We have developed a numerical device model that consistently describes the current-voltage characteristics of polymer:fullerene bulk heterojunction solar cells. Bimolecular recombination and a temperature- and field-dependent generation mechanism of free charges are incorporated. It is demonstrated that in poly[2-methoxy-5-($3^{\prime },7^{\prime }$-dimethyloctyloxy)-$p$-phenylene vinylene]- ($\mathrm{O}{\mathrm{C}}_1{\mathrm{C}}_{10}\text{−}\mathrm{PPV}$-) and [6,6]-phenyl ${\mathrm{C}}_{61}$-butyric acid methyl ester- (PCBM-) $(1:4\mathrm{wt.}\%)$ based solar cells space-charge effects only play a minor role, leading to a relatively constant electric field in the device. Furthermore, at short-circuit conditions only 7% of all free carriers are lost due to bimolecular recombination.
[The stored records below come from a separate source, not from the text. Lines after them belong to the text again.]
impl<R: Read> ArchiveIterator<R> {
    pub fn new(input: R, config: ArchiveIteratorConfig) -> Self {
        Self {
            input: TrackingReader::new(input),
            config,
            block_remaining: 0,
            in_block: false,
            pending_version: None,
            record_boundary_position: 0,
            terminal: false,
            line_buf: Vec::new(),
        }
    }

    pub fn get_ref(&self) -> &R {
        self.input.get_ref()
    }

    pub fn get_mut(&mut self) -> &mut R {
        self.input.get_mut()
    }

    /// Returns the underlying reader.
    pub fn into_inner(self) -> R {
        self.input.into_inner()
    }

    /// Returns the position of the beginning of the most recent WARC
    /// record.
    ///
    /// This function is intended for indexing a WARC file.
    pub fn record_boundary_position(&self) -> u64 {
        self.record_boundary_position
    }

    /// Advances to the next record passing the configured filters.
    ///
    /// Any unread payload of the previous record is drained first, so the
    /// stream is positioned at the following record boundary. Returns
    /// `None` at the end of the stream, including when the final record is
    /// truncated.
    pub fn next_record(&mut self) -> Result<Option<WarcRecord<'_>>, GeneralError> {
        if self.terminal {
            return Ok(None);
        }

        if self.in_block {
            if let Err(error) = self.finish_block() {
                self.terminal = true;
                return Err(error);
            }
            self.in_block = false;
        }

        loop {
            match self.step() {
                Ok(Step::HasNext { headers, length }) => {
                    let parse_http = self.config.parse_http;
                    self.block_remaining = length;
                    self.in_block = true;

                    let Self {
                        input,
                        block_remaining,
                        ..
                    } = self;
                    let body = BodyReader::stream(input, block_remaining);
                    let mut record = WarcRecord::from_stream(headers, length, body);

                    if parse_http && record.is_http() {
                        record.parse_http()?;
                    }

                    tracing::info!(
                        record_id = %record.record_id().unwrap_or_default(),
                        warc_type = record.record_type().as_str(),
                        content_length = length,
                        "read record"
                    );

                    return Ok(Some(record));
                }
                Ok(Step::SkipNext) => continue,
                Ok(Step::Eof) => {
                    tracing::trace!("end of archive");
                    self.terminal = true;
                    return Ok(None);
                }
                Err(error) => {
                    self.terminal = true;
                    return Err(error);
                }
            }
        }
    }

    fn step(&mut self) -> Result<Step, GeneralError> {
        // SEEK_BOUNDARY: skip blank lines until a version line; anything
        // else means the boundary was lost.
        let (version, boundary) = match self.pending_version.take() {
            Some(pending) => pending,
            None => loop {
                let read_len = self.read_line()?;
                if read_len == 0 {
                    return Ok(Step::Eof);
                }

                let line = crate::parse::trim_line_ending(&self.line_buf);
                if line.is_empty() {
                    continue;
                }

                if crate::parse::is_version_line(line) {
                    let position = self.input.logical_position() - read_len as u64;
                    break (line.to_vec(), position);
                }

                tracing::warn!(
                    position = self.input.logical_position(),
                    "lost record boundary"
                );
                return self.resync();
            },
        };

        self.record_boundary_position = boundary;

        // READ_HEADERS: capture header lines until a blank line.
        let mut headers = HeaderMap::new(HeaderEncoding::Utf8);
        headers.set_status_line(&version);
        let mut header_length = version.len();

        loop {
            let read_len = self.read_line()?;
            if read_len == 0 {
                // stream ended inside a header block; the partial record
                // is discarded
                return Ok(Step::Eof);
            }

            header_length += read_len;
            if header_length > MAX_HEADER_LENGTH {
                return self.skip_malformed(ProtocolError::new(ProtocolErrorKind::HeaderTooBig));
            }

            let line = crate::parse::trim_line_ending(&self.line_buf);

            if line.is_empty() {
                break;
            }

            if crate::parse::is_continuation_line(line) {
                headers.add_continuation(line);
                continue;
            }

            match crate::parse::split_field_line(line) {
                Ok(pair) => headers.append_bytes(pair.name, pair.value),
                Err(error) => return self.skip_malformed(error),
            }
        }

        // EMIT_RECORD: check the filters against the parsed headers.
        let length = match content_length(&headers) {
            Ok(length) => length,
            Err(error) => return self.skip_malformed(error),
        };

        let record_type =
            WarcRecordType::from_tag(headers.get_bytes(b"WARC-Type").unwrap_or_default());

        if !record_type.matches_mask(self.config.record_type_filter)
            || self
                .config
                .min_content_length
                .is_some_and(|min| length < min)
            || self
                .config
                .max_content_length
                .is_some_and(|max| length > max)
        {
            tracing::trace!(
                warc_type = record_type.as_str(),
                content_length = length,
                "record filtered"
            );
            self.block_remaining = length;
            self.finish_block()?;
            return Ok(Step::SkipNext);
        }

        Ok(Step::HasNext { headers, length })
    }

    fn skip_malformed(&mut self, error: ProtocolError) -> Result<Step, GeneralError> {
        tracing::warn!(%error, "skipping malformed record");
        self.resync()
    }

    /// Discards input up to the next line starting with a version marker.
    ///
    /// The marker line is stashed for the next step so the stream stays
    /// positioned on the record boundary.
    fn resync(&mut self) -> Result<Step, GeneralError> {
        loop {
            let read_len = self.read_line()?;
            if read_len == 0 {
                return Ok(Step::Eof);
            }

            let line = crate::parse::trim_line_ending(&self.line_buf);
            if crate::parse::is_version_line(line) {
                let position = self.input.logical_position() - read_len as u64;
                self.pending_version = Some((line.to_vec(), position));
                return Ok(Step::SkipNext);
            }
        }
    }

    /// Drains the unread block bytes and discards the record terminator.
    fn finish_block(&mut self) -> Result<(), GeneralError> {
        self.drain_block()?;
        self.consume_record_boundary()?;

        Ok(())
    }

    fn drain_block(&mut self) -> std::io::Result<()> {
        let mut buf = [0u8; DRAIN_BUFFER_LENGTH];

        while self.block_remaining > 0 {
            let upper = buf
                .len()
                .min(usize::try_from(self.block_remaining).unwrap_or(usize::MAX));
            let read_len = self.input.read(&mut buf[..upper])?;

            if read_len == 0 {
                // truncated final record
                break;
            }

            self.block_remaining -= read_len as u64;
        }

        self.block_remaining = 0;

        Ok(())
    }

    /// Discards the two line terminators that end a record.
    ///
    /// A short stream is tolerated. A non-blank line here means the
    /// terminator is missing; a version line is handed straight to the
    /// next step, anything else is discarded and the following step
    /// resynchronises.
    fn consume_record_boundary(&mut self) -> Result<(), GeneralError> {
        for _ in 0..2 {
            let read_len = self.read_line()?;
            if read_len == 0 {
                break;
            }

            let line = crate::parse::trim_line_ending(&self.line_buf);
            if !line.is_empty() {
                let position = self.input.logical_position() - read_len as u64;
                let error = ProtocolError::new(ProtocolErrorKind::InvalidRecordBoundary)
                    .with_position(position);
                tracing::warn!(%error, "record terminator missing");

                if crate::parse::is_version_line(line) {
                    self.pending_version = Some((line.to_vec(), position));
                }
                break;
            }
        }

        Ok(())
    }

    fn read_line(&mut self) -> std::io::Result<usize> {
        self.line_buf.clear();
        self.input.read_until(b'\n', &mut self.line_buf)
    }
}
The model predicts that an increased hole mobility together with a reduction of the acceptor strength of $0.5\mathrm{eV}$ will lead to a maximum attainable efficiency of 5.5% in the PPV/PCBM-based solar cells.

Figure 1

(a) Schematic of the energy levels (energies given in eV) of the electron donating and electron accepting materials. After charge separation, the electron and hole are transported through the respective materials and collected by the electrodes. As the anode a layer of poly(3,4-ethylenedioxythiophene)/poly(styrenesulfonate) (PEDOT/PSS) deposited on top of indium-tin-oxide (ITO) was used, while on top of the active layer lithium fluoride and aluminum were deposited by thermal evaporation under vacuum. (b) The resulting device model in the metal-insulator-metal representation with positive applied bias $V_a$, under operating conditions ($V_a$ smaller than open-circuit voltage).

Figure 2

Schematic of the charge carrier separation at the interface between donor $\left(D\right)$ and acceptor $\left(A\right)$. Upon excitation of the donor, an exciton is created which diffuses through the donor until it reaches the interface. At the interface, the electron is transfered to the acceptor, thus forming a bound electron-hole pair. This pair can either dissociate into free carriers or decay to the ground state.

Figure 3

Flow diagram of the simulation program. To solve the basic equations, Gummel iteration is used. First a guess is made for the potential and carrier densities. Subsequently, a correction $\delta \psi$ to the guess for the potential is calculated from the Poisson equation. This correction is added to the guessed potential and this is repeated until convergence is reached. Next, the carrier densities are calculated from the new potential by solving the continuity equations. This entire procedure is repeated until the change in the carrier densities becomes very small, i.e., until convergence is reached.

Figure 4

Photocurrent density $J_{\mathrm{ph}}$ as a function of effective applied voltage $(V_0-V_a)$. The symbols represent experimental data of $\mathrm{O}{\mathrm{C}}_1{\mathrm{C}}_{10}\text{−}\mathrm{PPV}∕\mathrm{PCBM}$ devices at room temperature. The solid line denotes the simulation, while the dashed line represents the result of Sokel and Hughes.

Figure 5

Experimental dark (squares) and light current (circles) of an $\mathrm{O}{\mathrm{C}}_1{\mathrm{C}}_{10}\text{−}\mathrm{PPV}∕\mathrm{PCBM}$ device at room temperature. The solid line denotes the simulation.

Figure 6

The device at short circuit, (a) shows the potential and current densities, (b) shows the carrier densities and the net generation rate.

Figure 7

The device at open circuit, (a) shows the potential and current densities, (b) shows the carrier densities and the net generation rate. Note that the scale on the right-hand side of (a) is enlarged as compared to Fig. 6a.